Write down nothing except how many lines in the entries contain "remainder".

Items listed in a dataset
■ ■ ■ ■

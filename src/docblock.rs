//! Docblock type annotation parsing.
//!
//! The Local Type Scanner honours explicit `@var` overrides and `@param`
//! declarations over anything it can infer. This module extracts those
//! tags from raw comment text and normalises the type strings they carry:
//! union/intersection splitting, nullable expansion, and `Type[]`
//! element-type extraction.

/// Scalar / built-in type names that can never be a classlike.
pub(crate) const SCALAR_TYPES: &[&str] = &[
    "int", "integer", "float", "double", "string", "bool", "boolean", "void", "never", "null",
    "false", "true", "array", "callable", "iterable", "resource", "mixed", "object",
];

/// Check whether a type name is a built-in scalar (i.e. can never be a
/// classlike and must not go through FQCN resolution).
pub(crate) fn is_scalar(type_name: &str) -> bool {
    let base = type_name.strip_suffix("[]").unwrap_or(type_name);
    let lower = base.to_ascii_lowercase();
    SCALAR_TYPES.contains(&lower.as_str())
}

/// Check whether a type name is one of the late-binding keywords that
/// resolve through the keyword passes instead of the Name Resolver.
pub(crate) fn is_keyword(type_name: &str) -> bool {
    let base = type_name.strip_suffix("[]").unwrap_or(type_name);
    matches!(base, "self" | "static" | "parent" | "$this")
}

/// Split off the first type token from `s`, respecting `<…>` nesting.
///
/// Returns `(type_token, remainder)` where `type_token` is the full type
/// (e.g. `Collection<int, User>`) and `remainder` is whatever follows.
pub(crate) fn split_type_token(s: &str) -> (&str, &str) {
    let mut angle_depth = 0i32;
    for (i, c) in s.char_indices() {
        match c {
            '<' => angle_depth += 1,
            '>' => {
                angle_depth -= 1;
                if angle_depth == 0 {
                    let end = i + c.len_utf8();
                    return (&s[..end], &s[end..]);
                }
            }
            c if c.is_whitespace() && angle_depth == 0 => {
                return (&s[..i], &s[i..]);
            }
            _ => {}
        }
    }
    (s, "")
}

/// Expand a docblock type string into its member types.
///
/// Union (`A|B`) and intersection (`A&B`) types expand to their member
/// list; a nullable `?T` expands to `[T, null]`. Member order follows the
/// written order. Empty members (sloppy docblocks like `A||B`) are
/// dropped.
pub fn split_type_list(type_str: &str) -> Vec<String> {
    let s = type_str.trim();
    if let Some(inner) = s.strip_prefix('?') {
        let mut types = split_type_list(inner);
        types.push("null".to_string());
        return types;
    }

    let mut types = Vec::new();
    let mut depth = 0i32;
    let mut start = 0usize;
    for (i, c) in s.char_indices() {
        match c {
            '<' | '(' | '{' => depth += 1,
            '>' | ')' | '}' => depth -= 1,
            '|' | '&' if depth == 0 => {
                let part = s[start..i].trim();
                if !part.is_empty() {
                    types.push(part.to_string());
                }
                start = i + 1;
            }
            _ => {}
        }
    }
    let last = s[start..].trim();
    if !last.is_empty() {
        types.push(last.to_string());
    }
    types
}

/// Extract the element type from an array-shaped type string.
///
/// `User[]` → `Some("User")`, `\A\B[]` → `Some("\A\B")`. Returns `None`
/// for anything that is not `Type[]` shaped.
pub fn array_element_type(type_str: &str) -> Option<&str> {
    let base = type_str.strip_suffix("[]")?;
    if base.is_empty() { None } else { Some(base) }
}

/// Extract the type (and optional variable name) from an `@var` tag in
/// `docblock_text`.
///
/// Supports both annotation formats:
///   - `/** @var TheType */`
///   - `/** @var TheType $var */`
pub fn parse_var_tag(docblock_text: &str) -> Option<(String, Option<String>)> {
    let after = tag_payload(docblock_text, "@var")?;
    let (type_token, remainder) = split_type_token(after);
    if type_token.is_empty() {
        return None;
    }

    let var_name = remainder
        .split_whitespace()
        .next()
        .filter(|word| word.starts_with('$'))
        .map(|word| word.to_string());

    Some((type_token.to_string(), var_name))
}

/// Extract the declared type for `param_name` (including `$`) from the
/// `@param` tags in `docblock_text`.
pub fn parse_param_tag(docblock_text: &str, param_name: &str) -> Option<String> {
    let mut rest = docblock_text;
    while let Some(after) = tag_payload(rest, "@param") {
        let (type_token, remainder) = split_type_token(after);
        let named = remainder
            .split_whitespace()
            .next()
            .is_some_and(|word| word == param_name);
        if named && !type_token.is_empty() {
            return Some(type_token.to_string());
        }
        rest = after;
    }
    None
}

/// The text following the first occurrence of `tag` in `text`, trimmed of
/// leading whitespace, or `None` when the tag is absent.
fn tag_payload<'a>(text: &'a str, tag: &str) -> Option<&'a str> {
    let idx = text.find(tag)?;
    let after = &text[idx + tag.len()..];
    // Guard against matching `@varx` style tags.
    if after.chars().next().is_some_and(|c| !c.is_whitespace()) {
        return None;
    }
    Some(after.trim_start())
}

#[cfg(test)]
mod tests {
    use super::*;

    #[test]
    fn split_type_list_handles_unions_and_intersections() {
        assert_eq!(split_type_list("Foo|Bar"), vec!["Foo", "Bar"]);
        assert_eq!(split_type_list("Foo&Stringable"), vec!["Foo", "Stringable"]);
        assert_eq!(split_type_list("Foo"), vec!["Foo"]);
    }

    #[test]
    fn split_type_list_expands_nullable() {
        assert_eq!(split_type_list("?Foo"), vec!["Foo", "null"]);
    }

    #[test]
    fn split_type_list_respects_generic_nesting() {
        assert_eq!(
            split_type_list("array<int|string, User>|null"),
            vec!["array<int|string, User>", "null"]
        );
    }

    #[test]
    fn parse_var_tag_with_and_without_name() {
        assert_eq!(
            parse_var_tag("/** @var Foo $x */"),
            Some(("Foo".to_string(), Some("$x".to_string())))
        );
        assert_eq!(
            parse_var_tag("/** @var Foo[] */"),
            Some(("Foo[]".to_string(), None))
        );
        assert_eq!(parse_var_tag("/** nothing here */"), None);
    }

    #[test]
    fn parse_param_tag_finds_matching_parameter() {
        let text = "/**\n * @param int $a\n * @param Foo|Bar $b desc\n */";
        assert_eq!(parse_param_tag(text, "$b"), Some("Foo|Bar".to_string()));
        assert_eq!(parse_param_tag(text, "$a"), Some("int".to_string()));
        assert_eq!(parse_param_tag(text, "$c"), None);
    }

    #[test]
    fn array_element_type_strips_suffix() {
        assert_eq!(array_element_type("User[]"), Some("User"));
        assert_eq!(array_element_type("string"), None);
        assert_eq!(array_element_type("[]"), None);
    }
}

■ ■ ■ ■

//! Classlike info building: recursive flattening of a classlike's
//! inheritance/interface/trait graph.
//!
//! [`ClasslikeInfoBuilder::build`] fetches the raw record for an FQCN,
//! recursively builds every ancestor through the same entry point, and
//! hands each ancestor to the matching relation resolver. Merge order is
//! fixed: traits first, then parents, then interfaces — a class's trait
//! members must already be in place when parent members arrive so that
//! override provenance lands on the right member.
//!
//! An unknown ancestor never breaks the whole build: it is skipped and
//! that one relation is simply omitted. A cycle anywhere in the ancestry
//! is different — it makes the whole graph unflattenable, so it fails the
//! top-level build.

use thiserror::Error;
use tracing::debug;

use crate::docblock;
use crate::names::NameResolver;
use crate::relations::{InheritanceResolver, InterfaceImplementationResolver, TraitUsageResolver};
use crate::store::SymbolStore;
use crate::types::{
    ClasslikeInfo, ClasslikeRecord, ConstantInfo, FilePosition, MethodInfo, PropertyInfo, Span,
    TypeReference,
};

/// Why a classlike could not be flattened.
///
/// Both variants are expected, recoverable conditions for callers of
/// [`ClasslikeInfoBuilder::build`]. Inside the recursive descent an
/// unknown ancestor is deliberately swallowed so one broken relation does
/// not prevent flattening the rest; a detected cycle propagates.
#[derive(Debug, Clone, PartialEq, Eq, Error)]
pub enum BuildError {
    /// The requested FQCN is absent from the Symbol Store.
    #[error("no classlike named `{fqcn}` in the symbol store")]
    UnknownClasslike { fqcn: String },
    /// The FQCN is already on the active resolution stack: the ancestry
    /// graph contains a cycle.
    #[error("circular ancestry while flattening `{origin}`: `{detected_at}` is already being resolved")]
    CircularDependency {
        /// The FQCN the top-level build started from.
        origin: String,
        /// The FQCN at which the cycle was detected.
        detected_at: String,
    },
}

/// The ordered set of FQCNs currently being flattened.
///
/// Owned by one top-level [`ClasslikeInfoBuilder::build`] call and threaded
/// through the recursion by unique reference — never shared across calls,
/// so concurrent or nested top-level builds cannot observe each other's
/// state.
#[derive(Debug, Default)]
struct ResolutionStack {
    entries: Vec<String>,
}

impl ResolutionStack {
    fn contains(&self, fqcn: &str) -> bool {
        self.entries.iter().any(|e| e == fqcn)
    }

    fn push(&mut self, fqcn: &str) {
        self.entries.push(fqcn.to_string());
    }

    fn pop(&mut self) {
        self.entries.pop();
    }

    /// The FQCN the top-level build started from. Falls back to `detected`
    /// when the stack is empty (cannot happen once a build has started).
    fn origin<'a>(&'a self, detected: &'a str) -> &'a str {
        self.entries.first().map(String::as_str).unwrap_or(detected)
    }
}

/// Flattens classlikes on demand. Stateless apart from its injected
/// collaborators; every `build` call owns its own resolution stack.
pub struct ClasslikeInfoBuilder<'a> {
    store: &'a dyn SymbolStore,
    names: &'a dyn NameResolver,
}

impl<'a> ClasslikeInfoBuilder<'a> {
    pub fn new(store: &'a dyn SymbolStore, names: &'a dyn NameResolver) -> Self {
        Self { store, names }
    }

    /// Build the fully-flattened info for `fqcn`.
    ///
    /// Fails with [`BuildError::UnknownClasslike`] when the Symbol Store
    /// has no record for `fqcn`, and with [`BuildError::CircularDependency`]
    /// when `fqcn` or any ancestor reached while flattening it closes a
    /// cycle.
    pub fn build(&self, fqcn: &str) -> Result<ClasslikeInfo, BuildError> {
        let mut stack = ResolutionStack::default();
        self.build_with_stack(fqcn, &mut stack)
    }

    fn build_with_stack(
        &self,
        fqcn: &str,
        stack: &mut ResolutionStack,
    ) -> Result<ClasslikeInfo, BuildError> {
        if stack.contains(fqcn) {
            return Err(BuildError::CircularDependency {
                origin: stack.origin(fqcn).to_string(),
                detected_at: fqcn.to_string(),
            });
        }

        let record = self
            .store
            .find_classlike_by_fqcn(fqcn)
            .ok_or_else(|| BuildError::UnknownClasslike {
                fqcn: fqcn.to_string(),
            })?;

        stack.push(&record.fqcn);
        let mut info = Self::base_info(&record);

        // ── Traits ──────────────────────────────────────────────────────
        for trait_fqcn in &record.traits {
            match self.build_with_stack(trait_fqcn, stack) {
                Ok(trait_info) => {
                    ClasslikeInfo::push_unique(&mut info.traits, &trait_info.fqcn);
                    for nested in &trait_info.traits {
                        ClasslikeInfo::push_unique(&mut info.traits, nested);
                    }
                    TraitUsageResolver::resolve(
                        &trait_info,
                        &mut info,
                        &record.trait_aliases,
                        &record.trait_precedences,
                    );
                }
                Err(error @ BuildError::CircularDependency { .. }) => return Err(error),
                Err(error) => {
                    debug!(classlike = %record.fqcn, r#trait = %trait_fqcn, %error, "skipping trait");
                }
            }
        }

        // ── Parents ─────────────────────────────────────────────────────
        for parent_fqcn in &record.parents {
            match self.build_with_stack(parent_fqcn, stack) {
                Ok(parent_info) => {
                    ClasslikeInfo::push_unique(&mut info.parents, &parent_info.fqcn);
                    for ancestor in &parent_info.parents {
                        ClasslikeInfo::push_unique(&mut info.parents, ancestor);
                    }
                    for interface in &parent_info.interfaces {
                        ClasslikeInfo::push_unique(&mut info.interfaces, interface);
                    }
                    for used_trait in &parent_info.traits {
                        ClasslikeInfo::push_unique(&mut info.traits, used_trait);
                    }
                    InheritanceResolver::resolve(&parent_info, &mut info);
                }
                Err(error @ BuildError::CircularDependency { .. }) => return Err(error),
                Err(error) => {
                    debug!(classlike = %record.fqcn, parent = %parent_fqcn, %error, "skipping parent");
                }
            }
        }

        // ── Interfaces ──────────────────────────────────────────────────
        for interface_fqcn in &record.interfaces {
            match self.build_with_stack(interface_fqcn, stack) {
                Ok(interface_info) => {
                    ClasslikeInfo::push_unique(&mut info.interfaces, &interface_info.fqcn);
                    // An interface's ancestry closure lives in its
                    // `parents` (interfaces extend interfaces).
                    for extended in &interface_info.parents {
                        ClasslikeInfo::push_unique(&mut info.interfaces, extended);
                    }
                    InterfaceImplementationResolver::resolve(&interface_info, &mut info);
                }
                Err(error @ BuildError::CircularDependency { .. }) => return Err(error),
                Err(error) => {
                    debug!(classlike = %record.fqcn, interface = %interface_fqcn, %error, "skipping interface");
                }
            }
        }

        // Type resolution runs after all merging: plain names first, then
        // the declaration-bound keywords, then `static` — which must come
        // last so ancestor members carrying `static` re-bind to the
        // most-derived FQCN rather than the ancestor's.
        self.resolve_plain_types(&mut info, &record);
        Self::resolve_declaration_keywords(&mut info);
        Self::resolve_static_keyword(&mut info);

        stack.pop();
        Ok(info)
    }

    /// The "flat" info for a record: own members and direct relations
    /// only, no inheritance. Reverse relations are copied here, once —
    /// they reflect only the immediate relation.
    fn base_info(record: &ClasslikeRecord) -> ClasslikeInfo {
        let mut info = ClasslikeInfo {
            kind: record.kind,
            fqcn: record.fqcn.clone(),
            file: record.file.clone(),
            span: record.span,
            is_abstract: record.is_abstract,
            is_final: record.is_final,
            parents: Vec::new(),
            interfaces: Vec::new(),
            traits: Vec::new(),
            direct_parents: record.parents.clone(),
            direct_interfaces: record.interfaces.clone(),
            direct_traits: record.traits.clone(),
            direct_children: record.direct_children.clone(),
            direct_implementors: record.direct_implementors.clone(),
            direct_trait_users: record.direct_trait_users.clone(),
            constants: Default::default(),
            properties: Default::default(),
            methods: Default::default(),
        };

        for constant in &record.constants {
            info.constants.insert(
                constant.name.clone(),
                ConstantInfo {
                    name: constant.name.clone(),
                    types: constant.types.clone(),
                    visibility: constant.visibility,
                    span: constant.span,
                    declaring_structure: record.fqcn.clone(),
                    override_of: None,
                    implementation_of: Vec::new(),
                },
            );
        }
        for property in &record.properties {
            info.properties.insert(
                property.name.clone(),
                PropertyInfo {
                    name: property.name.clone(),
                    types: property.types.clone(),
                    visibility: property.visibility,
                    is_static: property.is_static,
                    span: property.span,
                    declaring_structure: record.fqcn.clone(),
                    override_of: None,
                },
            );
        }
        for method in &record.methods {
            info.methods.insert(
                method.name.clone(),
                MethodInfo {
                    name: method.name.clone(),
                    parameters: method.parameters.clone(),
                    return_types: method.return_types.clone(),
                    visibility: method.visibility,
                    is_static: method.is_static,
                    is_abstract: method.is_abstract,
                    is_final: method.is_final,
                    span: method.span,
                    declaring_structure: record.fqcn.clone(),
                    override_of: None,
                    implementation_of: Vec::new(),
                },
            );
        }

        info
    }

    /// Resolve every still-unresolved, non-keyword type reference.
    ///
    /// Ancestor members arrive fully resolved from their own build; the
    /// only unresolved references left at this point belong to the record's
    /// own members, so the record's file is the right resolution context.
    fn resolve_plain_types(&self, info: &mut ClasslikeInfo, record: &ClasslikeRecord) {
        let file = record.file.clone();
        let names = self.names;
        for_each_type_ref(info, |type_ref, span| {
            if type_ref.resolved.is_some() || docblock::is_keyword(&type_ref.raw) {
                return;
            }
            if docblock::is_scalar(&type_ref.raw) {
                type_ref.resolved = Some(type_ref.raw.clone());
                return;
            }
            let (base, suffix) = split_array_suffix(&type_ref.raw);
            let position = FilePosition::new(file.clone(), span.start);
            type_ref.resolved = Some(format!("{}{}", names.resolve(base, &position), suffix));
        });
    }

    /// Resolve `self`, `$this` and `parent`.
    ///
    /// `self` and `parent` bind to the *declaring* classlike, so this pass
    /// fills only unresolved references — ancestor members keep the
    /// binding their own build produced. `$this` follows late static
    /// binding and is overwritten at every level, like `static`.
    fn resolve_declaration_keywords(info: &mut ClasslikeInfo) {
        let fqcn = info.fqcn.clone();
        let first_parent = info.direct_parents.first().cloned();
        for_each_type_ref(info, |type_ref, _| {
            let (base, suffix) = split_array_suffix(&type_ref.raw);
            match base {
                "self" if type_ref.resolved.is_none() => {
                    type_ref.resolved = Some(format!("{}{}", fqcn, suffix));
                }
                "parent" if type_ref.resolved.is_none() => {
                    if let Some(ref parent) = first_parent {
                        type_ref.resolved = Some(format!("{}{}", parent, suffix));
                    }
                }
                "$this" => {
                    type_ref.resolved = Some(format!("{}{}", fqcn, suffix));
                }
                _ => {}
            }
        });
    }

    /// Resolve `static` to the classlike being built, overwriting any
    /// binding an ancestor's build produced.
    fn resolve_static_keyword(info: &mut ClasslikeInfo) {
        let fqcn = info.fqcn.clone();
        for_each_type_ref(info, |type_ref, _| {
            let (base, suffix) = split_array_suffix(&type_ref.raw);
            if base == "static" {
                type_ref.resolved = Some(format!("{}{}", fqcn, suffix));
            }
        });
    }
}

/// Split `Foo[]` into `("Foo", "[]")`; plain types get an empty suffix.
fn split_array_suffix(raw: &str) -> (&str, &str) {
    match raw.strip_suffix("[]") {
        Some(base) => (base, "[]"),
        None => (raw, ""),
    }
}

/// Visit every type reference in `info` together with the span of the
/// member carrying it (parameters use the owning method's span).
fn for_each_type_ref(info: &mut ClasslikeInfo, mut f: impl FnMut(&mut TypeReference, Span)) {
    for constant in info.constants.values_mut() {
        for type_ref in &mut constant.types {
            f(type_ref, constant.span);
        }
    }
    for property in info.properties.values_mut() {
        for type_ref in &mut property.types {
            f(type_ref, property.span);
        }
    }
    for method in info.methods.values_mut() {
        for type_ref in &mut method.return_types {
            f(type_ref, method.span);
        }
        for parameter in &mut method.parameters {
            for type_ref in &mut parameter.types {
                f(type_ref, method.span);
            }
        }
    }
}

■ ■ ■ ■

> _Final answer_: 6